C’est le printemps, le soleil s’invite en promenade.
Les jupes en soldes sont de sortie pour un premier baptême du vent, les yeux rencontrent la peau, les sens se désaltèrent aux effluves d’impatiences sournoises, l’insipide du mot fleurit enfin de nouveau.
C’est le printemps, j’entre dans le tabac d’un air absent, je fouille un peu semblant dans mon sac à dos. Il faut dire qu’au printemps, les portes sont ouvertes, moins facile de prendre un air absent sans accessoire, on ne se heurte qu’aux errances des rescapés hivernaux.
Elle n’est pas là tous les jours comme ces héroïnes de romans qui hantent parfois les auteurs qui se lisent, elle n’est pas là tous les jours comme un caprice en mode boucle infinie, elle n’est pas là tous les jours pour me vendre ma dose, non, elle est là certains jours, et je vous passe le couplet sur ces emplois du temps surchargés qui ne donnent plus l’occasion à l’homme moderne que je suis d’en savoir un peu plus sur l’habitude éternelle d’autrui, je vous passe l’éternité et je ne me lis pas, elle est là aujourd’hui, je lui commande mes cigarettes, elle me fait un grand sourire de printemps.
Un sourire de tous les jours.
Elle me demande si je veux un sac, mais comme chaque fois je lui montre mon sac à dos, prêt à ajouter le son à l’image, au printemps c’est le retour des couleurs, à mort le film muet si grotesque à ses exubérances dramatiques, à mort les sous-titres et le noir et blanc, le printemps veut du psychédélique, je veux du subliminal, et je veux y poser mes mots.
Elle me devance pourtant avec un sourire où le printemps a redoublé, ah ! oui, c’est vrai que j’ai toujours mon sac à dos.
L’interactivité, lorsqu’elle devient personnelle, surprend toujours.

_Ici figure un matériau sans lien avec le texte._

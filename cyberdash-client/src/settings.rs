//! Shell settings.
//!
//! Everything process-wide the client remembers between runs goes through
//! [`Settings`]; nothing else reads or writes `csd:settings:v1`.

use serde::{de::DeserializeOwned, Serialize};
use serde_json::{Map, Value};
use tracing::warn;

use crate::store::{get_typed, KeyValueStore, StoreError, ANALYTICS_KEY, SETTINGS_KEY};

/// Last page size used by `/agents`.
pub const PAGE_SIZE: &str = "pageSize";
/// Last free-text agent query.
pub const LAST_QUERY: &str = "lastQuery";

#[derive(Debug, Clone, Default, PartialEq)]
pub struct Settings {
    values: Map<String, Value>,
}

impl Settings {
    /// Load the persisted document. Unreadable data starts from empty.
    pub fn load(store: &dyn KeyValueStore) -> Self {
        match get_typed::<Map<String, Value>>(store, SETTINGS_KEY) {
            Ok(values) => Self {
                values: values.unwrap_or_default(),
            },
            Err(err) => {
                warn!(error = %err, "Failed to load settings");
                Self::default()
            }
        }
    }

    pub fn save(&self, store: &dyn KeyValueStore) -> Result<(), StoreError> {
        store.set(SETTINGS_KEY, Value::Object(self.values.clone()))
    }

    /// Typed read; a value of the wrong shape reads as `None`.
    pub fn get<T: DeserializeOwned>(&self, key: &str) -> Option<T> {
        self.values
            .get(key)
            .and_then(|value| serde_json::from_value(value.clone()).ok())
    }

    pub fn set<T: Serialize>(&mut self, key: &str, value: &T) -> Result<(), StoreError> {
        self.values
            .insert(key.to_string(), serde_json::to_value(value)?);
        Ok(())
    }

    pub fn remove(&mut self, key: &str) {
        self.values.remove(key);
    }

    pub fn is_empty(&self) -> bool {
        self.values.is_empty()
    }
}

/// Whether the user opted in to analytics events. Defaults to off.
pub fn analytics_enabled(store: &dyn KeyValueStore) -> bool {
    match get_typed::<bool>(store, ANALYTICS_KEY) {
        Ok(flag) => flag.unwrap_or(false),
        Err(err) => {
            warn!(error = %err, "Failed to read analytics flag");
            false
        }
    }
}

pub fn set_analytics_enabled(store: &dyn KeyValueStore, enabled: bool) -> Result<(), StoreError> {
    store.set(ANALYTICS_KEY, Value::Bool(enabled))
}

#[cfg(test)]
mod tests {
    use super::*;
    use crate::store::MemoryStore;
    use serde_json::json;

    #[test]
    fn test_roundtrip_through_store() {
        let store = MemoryStore::new();
        let mut settings = Settings::load(&store);
        assert!(settings.is_empty());

        settings.set(PAGE_SIZE, &12usize).unwrap();
        settings.set(LAST_QUERY, &"G1").unwrap();
        settings.save(&store).unwrap();

        let loaded = Settings::load(&store);
        assert_eq!(loaded.get::<usize>(PAGE_SIZE), Some(12));
        assert_eq!(loaded.get::<String>(LAST_QUERY).as_deref(), Some("G1"));
    }

    #[test]
    fn test_malformed_document_loads_empty() {
        let store = MemoryStore::new();
        store.set(SETTINGS_KEY, json!([1, 2, 3])).unwrap();
        assert!(Settings::load(&store).is_empty());
    }

    #[test]
    fn test_wrong_shape_reads_none() {
        let mut settings = Settings::default();
        settings.set(PAGE_SIZE, &"many").unwrap();
        assert_eq!(settings.get::<usize>(PAGE_SIZE), None);
        settings.remove(PAGE_SIZE);
        assert!(settings.is_empty());
    }

    #[test]
    fn test_analytics_flag_defaults_off() {
        let store = MemoryStore::new();
        assert!(!analytics_enabled(&store));
        set_analytics_enabled(&store, true).unwrap();
        assert!(analytics_enabled(&store));
    }
}
//! Closed vocabularies for agent records

use serde::{Deserialize, Serialize};
use std::fmt;
use std::str::FromStr;

// ============================================================================
// TEAM
// ============================================================================

/// Team an agent belongs to.
#[derive(Debug, Clone, Copy, PartialEq, Eq, Hash, Serialize, Deserialize)]
#[cfg_attr(feature = "openapi", derive(utoipa::ToSchema))]
pub enum Team {
    #[serde(rename = "Blue Team")]
    BlueTeam,
    #[serde(rename = "Red Team")]
    RedTeam,
    #[serde(rename = "Purple Team")]
    PurpleTeam,
    #[serde(rename = "Threat Intel")]
    ThreatIntel,
}

impl Team {
    /// All teams, in generator pick order.
    pub const ALL: [Team; 4] = [
        Team::BlueTeam,
        Team::RedTeam,
        Team::PurpleTeam,
        Team::ThreatIntel,
    ];

    pub fn as_str(&self) -> &'static str {
        match self {
            Team::BlueTeam => "Blue Team",
            Team::RedTeam => "Red Team",
            Team::PurpleTeam => "Purple Team",
            Team::ThreatIntel => "Threat Intel",
        }
    }
}

// ============================================================================
// ROLE
// ============================================================================

/// Role of an agent within its team.
#[derive(Debug, Clone, Copy, PartialEq, Eq, Hash, Serialize, Deserialize)]
#[cfg_attr(feature = "openapi", derive(utoipa::ToSchema))]
pub enum Role {
    Analyst,
    Hunter,
    Responder,
    Engineer,
    Data,
    Manager,
}

impl Role {
    /// All roles, in generator pick order.
    pub const ALL: [Role; 6] = [
        Role::Analyst,
        Role::Hunter,
        Role::Responder,
        Role::Engineer,
        Role::Data,
        Role::Manager,
    ];

    pub fn as_str(&self) -> &'static str {
        match self {
            Role::Analyst => "Analyst",
            Role::Hunter => "Hunter",
            Role::Responder => "Responder",
            Role::Engineer => "Engineer",
            Role::Data => "Data",
            Role::Manager => "Manager",
        }
    }
}

// ============================================================================
// GROUP
// ============================================================================

/// Operational group (G1-G5).
#[derive(Debug, Clone, Copy, PartialEq, Eq, Hash, Serialize, Deserialize)]
#[cfg_attr(feature = "openapi", derive(utoipa::ToSchema))]
pub enum Group {
    G1,
    G2,
    G3,
    G4,
    G5,
}

impl Group {
    /// All groups, in generator pick order.
    pub const ALL: [Group; 5] = [Group::G1, Group::G2, Group::G3, Group::G4, Group::G5];

    pub fn as_str(&self) -> &'static str {
        match self {
            Group::G1 => "G1",
            Group::G2 => "G2",
            Group::G3 => "G3",
            Group::G4 => "G4",
            Group::G5 => "G5",
        }
    }
}

// ============================================================================
// SEVERITY
// ============================================================================

/// Severity of an alert. Ordered: low < medium < high < critical.
#[derive(Debug, Clone, Copy, PartialEq, Eq, Hash, PartialOrd, Ord, Serialize, Deserialize)]
#[cfg_attr(feature = "openapi", derive(utoipa::ToSchema))]
#[serde(rename_all = "lowercase")]
pub enum Severity {
    Low,
    Medium,
    High,
    Critical,
}

impl Severity {
    pub fn as_str(&self) -> &'static str {
        match self {
            Severity::Low => "low",
            Severity::Medium => "medium",
            Severity::High => "high",
            Severity::Critical => "critical",
        }
    }
}

// ============================================================================
// SCOPE
// ============================================================================

/// Operating scope of an agent, derived from its location code.
#[derive(Debug, Clone, Copy, PartialEq, Eq, Hash, Serialize, Deserialize)]
#[cfg_attr(feature = "openapi", derive(utoipa::ToSchema))]
#[serde(rename_all = "lowercase")]
pub enum AgentScope {
    Local,
    International,
}

impl AgentScope {
    /// Location codes treated as the home region.
    pub const HOME_LOCATIONS: [&'static str; 2] = ["NYC", "SFO"];

    /// Classify a location code.
    pub fn from_location(location: &str) -> Self {
        if Self::HOME_LOCATIONS.contains(&location) {
            AgentScope::Local
        } else {
            AgentScope::International
        }
    }

    pub fn as_str(&self) -> &'static str {
        match self {
            AgentScope::Local => "local",
            AgentScope::International => "international",
        }
    }
}

// ============================================================================
// RISK BAND
// ============================================================================

/// Display band for a risk score: `> 75` high, `> 50` medium, else low.
#[derive(Debug, Clone, Copy, PartialEq, Eq, Hash, PartialOrd, Ord, Serialize, Deserialize)]
#[cfg_attr(feature = "openapi", derive(utoipa::ToSchema))]
#[serde(rename_all = "lowercase")]
pub enum RiskBand {
    Low,
    Medium,
    High,
}

impl RiskBand {
    pub const HIGH_THRESHOLD: u8 = 75;
    pub const MEDIUM_THRESHOLD: u8 = 50;

    pub fn from_risk(risk: u8) -> Self {
        if risk > Self::HIGH_THRESHOLD {
            RiskBand::High
        } else if risk > Self::MEDIUM_THRESHOLD {
            RiskBand::Medium
        } else {
            RiskBand::Low
        }
    }

    pub fn as_str(&self) -> &'static str {
        match self {
            RiskBand::Low => "low",
            RiskBand::Medium => "medium",
            RiskBand::High => "high",
        }
    }
}

// ============================================================================
// DISPLAY / FROMSTR
// ============================================================================

macro_rules! impl_str_enum {
    ($ty:ident, $name:literal) => {
        impl fmt::Display for $ty {
            fn fmt(&self, f: &mut fmt::Formatter<'_>) -> fmt::Result {
                f.write_str(self.as_str())
            }
        }

        impl FromStr for $ty {
            type Err = String;

            fn from_str(s: &str) -> Result<Self, Self::Err> {
                Self::ALL_VALUES
                    .iter()
                    .copied()
                    .find(|v| v.as_str().eq_ignore_ascii_case(s.trim()))
                    .ok_or_else(|| format!("Unknown {}: {}", $name, s))
            }
        }
    };
}

impl Team {
    const ALL_VALUES: &'static [Team] = &Team::ALL;
}
impl Role {
    const ALL_VALUES: &'static [Role] = &Role::ALL;
}
impl Group {
    const ALL_VALUES: &'static [Group] = &Group::ALL;
}
impl Severity {
    const ALL_VALUES: &'static [Severity] = &[
        Severity::Low,
        Severity::Medium,
        Severity::High,
        Severity::Critical,
    ];
}
impl AgentScope {
    const ALL_VALUES: &'static [AgentScope] = &[AgentScope::Local, AgentScope::International];
}
impl RiskBand {
    const ALL_VALUES: &'static [RiskBand] = &[RiskBand::Low, RiskBand::Medium, RiskBand::High];
}

impl_str_enum!(Team, "team");
impl_str_enum!(Role, "role");
impl_str_enum!(Group, "group");
impl_str_enum!(Severity, "severity");
impl_str_enum!(AgentScope, "scope");
impl_str_enum!(RiskBand, "risk band");

#[cfg(test)]
mod tests {
    use super::*;

    #[test]
    fn test_severity_ordering() {
        assert!(Severity::Low < Severity::Medium);
        assert!(Severity::Medium < Severity::High);
        assert!(Severity::High < Severity::Critical);
    }

    #[test]
    fn test_team_serializes_display_name() -> Result<(), serde_json::Error> {
        let json = serde_json::to_string(&Team::RedTeam)?;
        assert_eq!(json, "\"Red Team\"");
        let back: Team = serde_json::from_str("\"Threat Intel\"")?;
        assert_eq!(back, Team::ThreatIntel);
        Ok(())
    }

    #[test]
    fn test_from_str_case_insensitive() {
        assert_eq!("purple team".parse::<Team>(), Ok(Team::PurpleTeam));
        assert_eq!("g3".parse::<Group>(), Ok(Group::G3));
        assert_eq!("HUNTER".parse::<Role>(), Ok(Role::Hunter));
        assert!("Green Team".parse::<Team>().is_err());
    }

    #[test]
    fn test_scope_from_location() {
        assert_eq!(AgentScope::from_location("NYC"), AgentScope::Local);
        assert_eq!(AgentScope::from_location("SFO"), AgentScope::Local);
        assert_eq!(AgentScope::from_location("TOK"), AgentScope::International);
    }

    #[test]
    fn test_risk_band_thresholds() {
        assert_eq!(RiskBand::from_risk(0), RiskBand::Low);
        assert_eq!(RiskBand::from_risk(50), RiskBand::Low);
        assert_eq!(RiskBand::from_risk(51), RiskBand::Medium);
        assert_eq!(RiskBand::from_risk(75), RiskBand::Medium);
        assert_eq!(RiskBand::from_risk(76), RiskBand::High);
        assert_eq!(RiskBand::from_risk(100), RiskBand::High);
    }

    #[test]
    fn test_risk_band_labels_match_serde() {
        for band in [RiskBand::Low, RiskBand::Medium, RiskBand::High] {
            let json = serde_json::to_string(&band).unwrap();
            assert_eq!(json, format!("\"{}\"", band.as_str()));
            assert_eq!(band.as_str().parse::<RiskBand>().unwrap(), band);
        }
    }
}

Regroupant mon sang froid, ma carte bleue, mon sac à dos et mon infinie délicatesse, je prends mon temps pour répondre, submergé comme tout un chacun par le poids des statistiques et leurs duels inopinés.
L’homme normal n’aurait vu là qu’un geste commercial fort à propos où le client habitué ne passe pas inaperçu par la force du temps à l’instar des choses, mais le pourcentage d’hommes normaux sur Terre avoisine le zéro, à fortiori en cette période de printemps amateur, et je ne me suis jamais suffisamment accroché aux chiffres pour sortir la tête du lot.

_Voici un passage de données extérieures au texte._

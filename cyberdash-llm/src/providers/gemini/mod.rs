//! Gemini provider implementation
//!
//! Multi-turn text generation against the Generative Language
//! `generateContent` endpoint.

pub mod client;
pub mod provider;
pub mod types;

pub use client::GeminiClient;
pub use provider::GeminiChatProvider;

Le reste de l’humanité érectile sent l’ouverture du monde à l’instar des portes, et abandonne bien vite les statistiques pour engager une conversation parce que ouahou putain de merde quelle drague de malade cette fille je le crois pas en plus elle est sacrément bonne dans ces petits vêtements qui ont moulé son corps au désir des pâtissiers du quotidien que c’en est pas croyable ce qu’on peut débiter comme conneries sans le temps d’un soupir quand le printemps vous embarque dans ses délires faussement candides…

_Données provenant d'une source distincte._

//! Configuration loading for the CyberDash client.
//!
//! All fields are required unless explicitly marked optional. No defaults.

use serde::Deserialize;
use std::path::{Path, PathBuf};
use std::time::Duration;

#[derive(Debug, Clone, PartialEq, Deserialize)]
#[serde(deny_unknown_fields)]
pub struct ClientConfig {
    /// Base URL of the CyberDash API, e.g. `http://localhost:3000`
    pub api_base_url: String,
    pub request_timeout_ms: u64,
    /// JSON file backing the local key-value store
    pub store_path: PathBuf,
    /// Where `/export` writes transcripts when no directory is given
    pub export_dir: PathBuf,
    pub page_size: usize,
}

#[derive(Debug, thiserror::Error)]
pub enum ConfigError {
    #[error("Missing configuration file path (use --config or CYBERDASH_CONFIG)")]
    MissingConfigPath,
    #[error("Failed to read config file: {0}")]
    Io(#[from] std::io::Error),
    #[error("Failed to parse config TOML: {0}")]
    Parse(#[from] toml::de::Error),
    #[error("Invalid config value for {field}: {reason}")]
    InvalidValue { field: &'static str, reason: String },
}

impl ClientConfig {
    pub fn load() -> Result<Self, ConfigError> {
        let args: Vec<String> = std::env::args().skip(1).collect();
        let path = config_path_from_args(&args).or_else(config_path_from_env);
        let path = path.ok_or(ConfigError::MissingConfigPath)?;
        Self::from_path(&path)
    }

    pub fn from_path(path: &Path) -> Result<Self, ConfigError> {
        let contents = std::fs::read_to_string(path)?;
        Self::from_toml(&contents)
    }

    pub fn from_toml(contents: &str) -> Result<Self, ConfigError> {
        let config: ClientConfig = toml::from_str(contents)?;
        config.validate()?;
        Ok(config)
    }

    pub fn validate(&self) -> Result<(), ConfigError> {
        if self.api_base_url.trim().is_empty() {
            return Err(ConfigError::InvalidValue {
                field: "api_base_url",
                reason: "must not be empty".to_string(),
            });
        }
        if !self.api_base_url.starts_with("http://") && !self.api_base_url.starts_with("https://")
        {
            return Err(ConfigError::InvalidValue {
                field: "api_base_url",
                reason: "must start with http:// or https://".to_string(),
            });
        }
        if self.request_timeout_ms == 0 {
            return Err(ConfigError::InvalidValue {
                field: "request_timeout_ms",
                reason: "must be > 0".to_string(),
            });
        }
        if self.store_path.as_os_str().is_empty() {
            return Err(ConfigError::InvalidValue {
                field: "store_path",
                reason: "must not be empty".to_string(),
            });
        }
        if self.export_dir.as_os_str().is_empty() {
            return Err(ConfigError::InvalidValue {
                field: "export_dir",
                reason: "must not be empty".to_string(),
            });
        }
        if self.page_size == 0 {
            return Err(ConfigError::InvalidValue {
                field: "page_size",
                reason: "must be > 0".to_string(),
            });
        }
        Ok(())
    }

    pub fn request_timeout(&self) -> Duration {
        Duration::from_millis(self.request_timeout_ms)
    }

    pub fn base_url(&self) -> &str {
        self.api_base_url.trim_end_matches('/')
    }
}

fn config_path_from_env() -> Option<PathBuf> {
    std::env::var("CYBERDASH_CONFIG").ok().map(PathBuf::from)
}

fn config_path_from_args(args: &[String]) -> Option<PathBuf> {
    let mut args = args.iter();
    while let Some(arg) = args.next() {
        if arg == "--config" {
            return args.next().map(PathBuf::from);
        }
    }
    None
}

#[cfg(test)]
mod tests {
    use super::*;

    const VALID: &str = r#"
api_base_url = "http://localhost:3000/"
request_timeout_ms = 5000
store_path = "tmp/cyberdash-store.json"
export_dir = "tmp/exports"
page_size = 24
"#;

    #[test]
    fn test_parses_valid_config() {
        let config = ClientConfig::from_toml(VALID).unwrap();
        assert_eq!(config.base_url(), "http://localhost:3000");
        assert_eq!(config.request_timeout(), Duration::from_secs(5));
        assert_eq!(config.page_size, 24);
    }

    #[test]
    fn test_rejects_unknown_fields() {
        let raw = format!("{}\ntheme = \"dark\"\n", VALID);
        assert!(matches!(
            ClientConfig::from_toml(&raw),
            Err(ConfigError::Parse(_))
        ));
    }

    #[test]
    fn test_rejects_missing_fields() {
        let raw = "api_base_url = \"http://localhost:3000\"\n";
        assert!(matches!(ClientConfig::from_toml(raw), Err(ConfigError::Parse(_))));
    }

    #[test]
    fn test_validation_errors_name_the_field() {
        let base = ClientConfig::from_toml(VALID).unwrap();

        let mut config = base.clone();
        config.request_timeout_ms = 0;
        assert!(matches!(
            config.validate(),
            Err(ConfigError::InvalidValue { field: "request_timeout_ms", .. })
        ));

        let mut config = base.clone();
        config.api_base_url = "  ".to_string();
        assert!(matches!(
            config.validate(),
            Err(ConfigError::InvalidValue { field: "api_base_url", .. })
        ));

        let mut config = base.clone();
        config.api_base_url = "localhost:3000".to_string();
        assert!(config.validate().is_err());

        let mut config = base;
        config.store_path = PathBuf::new();
        assert!(matches!(
            config.validate(),
            Err(ConfigError::InvalidValue { field: "store_path", .. })
        ));
    }

    #[test]
    fn test_config_path_from_args() {
        let args = vec!["--config".to_string(), "client.toml".to_string()];
        assert_eq!(config_path_from_args(&args), Some(PathBuf::from("client.toml")));
        assert_eq!(config_path_from_args(&["--config".to_string()]), None);
        assert_eq!(config_path_from_args(&[]), None);
    }

    #[test]
    fn test_from_path_reads_file() {
        let dir = tempfile::tempdir().unwrap();
        let path = dir.path().join("client.toml");
        std::fs::write(&path, VALID).unwrap();
        assert!(ClientConfig::from_path(&path).is_ok());
        assert!(matches!(
            ClientConfig::from_path(&dir.path().join("missing.toml")),
            Err(ConfigError::Io(_))
        ));
    }
}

Respirez monsieur, et laissez passer les clients suivants s’il vous plait, vous voyez bien qu’il y a un monde fou, aujourd’hui la Française des Jeux offre du rêve aux cadavres en crise, les tabacs sont pris d’assaut par des meutes hurlantes sans armes, sans chevaux… et sans cris, retour au cinéma muet.
Le panneau affiche la réponse du client, questionnaire à choix multiple où le spectateur sait faire le tri depuis toujours.
Oui, j’ai toujours mon sac à dos, c’est pour vous emmener en voyage à la fin de votre service.
Oui, j’ai toujours mon sac à dos, il faut dire que j’ai ma vie dedans, si ça vous amuse d’y jeter un œil.
Oui, j’ai toujours mon sac à dos, et je suis très flatté que vous vous en souveniez.
Oui…
Les réponses du questionnaire sont infinies, toutes plus insipides les unes que les autres, elles débordent du carton depuis la nuit des temps, nous avons mis du son et des couleurs dans nos vies pour laisser les cartons aux pauvres, qu’ils y couchent leur existence à défaut de questions nouvelles.
Elle me sourit toujours, avec son petit pull moulant sur lequel se sont greffées de fausses bretelles qu’on a envie de détacher quand même, juste pour se prêter au jeu de ce grand regard profond qui m’inonde, l’air de rien, un grain de beauté sur son visage ponctue l’attente d’une connivence suprême.
Les secondes sont parfois des éternités d’extase.
La vie devrait se compter en secondes.
Elle se compte en années où le printemps revient sans cesse jouer son trouble fête aux pantalons des distraits.
Elle se compte trop et se décide en statistiques.
Je lui réponds enfin, déchirant le silence qui allait s’éterniser jusqu’à la cinquième seconde.
Oui, j’ai toujours mon sac à dos.
Vivre avec les mots des autres c’est un peu retourner sa veste, ne pas offrir les siens c’est distribuer des secondes d’extase à qui en veut sans s’y jeter soi-même.
Elle me sourit encore, déchirant par mégarde le reçu de paiement à l’instar des secondes que nous laissons filer.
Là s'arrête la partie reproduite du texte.